Today we’ll be exploring the rememberCoroutineScope effect handler. Let’s define a few terminologies.

WHAT ARE COROUTINES?

Coroutines are lightweight processes (requiring less memory and computing power) that allow you to perform multiple tasks concurrently without halting or blocking the main program. This asynchronous execution means tasks can run independently without waiting for each other to finish.

WHAT IS A COROUTINE SCOPE?

A coroutine scope is like a manager for your coroutines. It creates them, lets them share data or resources, and can even cancel them all at once.

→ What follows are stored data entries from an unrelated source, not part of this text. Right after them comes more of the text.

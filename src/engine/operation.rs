//! engine::operation
//!
//! What the operator asked for, and the commit message they composed.

use std::fmt;

use serde::{Deserialize, Serialize};

/// The intent selected once per workflow run.
#[derive(Debug, Clone, PartialEq, Eq)]
pub enum Operation {
    /// Stage everything and commit.
    Commit,
    /// Commit, then push if a commit was made.
    CommitAndPush,
    /// Push the current branch.
    Push,
    /// Pull into the current branch.
    Pull,
    /// Merge `source` into `destination`; `None` fields are asked for.
    Merge {
        /// Branch to merge from
        source: Option<String>,
        /// Branch to merge into
        destination: Option<String>,
    },
    /// Stash local changes under a label.
    Stash,
}

impl Operation {
    /// Operations offered when none was given on the command line.
    pub fn menu() -> Vec<Operation> {
        vec![
            Operation::Commit,
            Operation::CommitAndPush,
            Operation::Push,
            Operation::Pull,
            Operation::Merge {
                source: None,
                destination: None,
            },
            Operation::Stash,
        ]
    }

    /// Menu label.
    pub fn label(&self) -> &'static str {
        match self {
            Operation::Commit => "Commit",
            Operation::CommitAndPush => "Commit and push",
            Operation::Push => "Push",
            Operation::Pull => "Pull",
            Operation::Merge { .. } => "Merge",
            Operation::Stash => "Stash local changes",
        }
    }
}

impl fmt::Display for Operation {
    fn fmt(&self, f: &mut fmt::Formatter<'_>) -> fmt::Result {
        match self {
            Operation::Merge {
                source: Some(source),
                destination: Some(destination),
            } => write!(f, "merge {} into {}", source, destination),
            other => write!(f, "{}", other.label().to_lowercase()),
        }
    }
}

/// Conventional prefix for a commit subject.
#[derive(Debug, Clone, Copy, PartialEq, Eq, Hash, Serialize, Deserialize)]
#[serde(rename_all = "lowercase")]
pub enum CommitType {
    /// Restructuring without behavior change
    Refactor,
    /// Bug fix
    Fix,
    /// Formatting only
    Style,
    /// New functionality
    #[serde(rename = "feat")]
    Feature,
}

impl CommitType {
    /// All types, in menu order.
    pub const ALL: [CommitType; 4] = [
        CommitType::Refactor,
        CommitType::Fix,
        CommitType::Style,
        CommitType::Feature,
    ];

    /// Tag written in front of the message.
    pub fn tag(&self) -> &'static str {
        match self {
            CommitType::Refactor => "refactor",
            CommitType::Fix => "fix",
            CommitType::Style => "style",
            CommitType::Feature => "feat",
        }
    }

    /// Menu label.
    pub fn label(&self) -> &'static str {
        match self {
            CommitType::Refactor => "refactor: restructure code",
            CommitType::Fix => "fix: repair a bug",
            CommitType::Style => "style: formatting only",
            CommitType::Feature => "feat: add a feature",
        }
    }
}

impl fmt::Display for CommitType {
    fn fmt(&self, f: &mut fmt::Formatter<'_>) -> fmt::Result {
        f.write_str(self.tag())
    }
}

/// A typed, non-empty commit message.
///
/// Formats as `"<tag>: <body>"`. The formatted line is handed to git as a
/// single argv entry, so quotes and shell metacharacters need no escaping.
#[derive(Debug, Clone, PartialEq, Eq)]
pub struct CommitMessage {
    kind: CommitType,
    body: String,
}

impl CommitMessage {
    /// Build a message; `None` if the body is blank.
    pub fn new(kind: CommitType, body: &str) -> Option<Self> {
        let body = body.trim();
        if body.is_empty() {
            return None;
        }
        Some(Self {
            kind,
            body: body.to_string(),
        })
    }

    /// The commit type.
    pub fn kind(&self) -> CommitType {
        self.kind
    }

    /// The trimmed body.
    pub fn body(&self) -> &str {
        &self.body
    }
}

impl fmt::Display for CommitMessage {
    fn fmt(&self, f: &mut fmt::Formatter<'_>) -> fmt::Result {
        write!(f, "{}: {}", self.kind.tag(), self.body)
    }
}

WHAT IS rememberCoroutineScope?

This composable function returns a coroutine scope that is canceled automatically when the composable is removed from the composition tree. This ensures coroutines launched within the scope don’t continue to run unnecessarily and potentially leak resources.

Another reason for rememberCoroutineScope is to allow launching coroutines outside of a composable.

For example, imagine a button in your composable. When clicked, you want to introduce a 2-second delay before invoking a lambda that updates some UI state. In this scenario, rememberCoroutineScope comes into play because you can't directly launch coroutines within a button click handler (which is not a composable).

If we tried calling delay directly the onClick lambda we would get an error because the onClick lambda is not a suspend function. Thanks to rememberCoroutineScope, this is possible.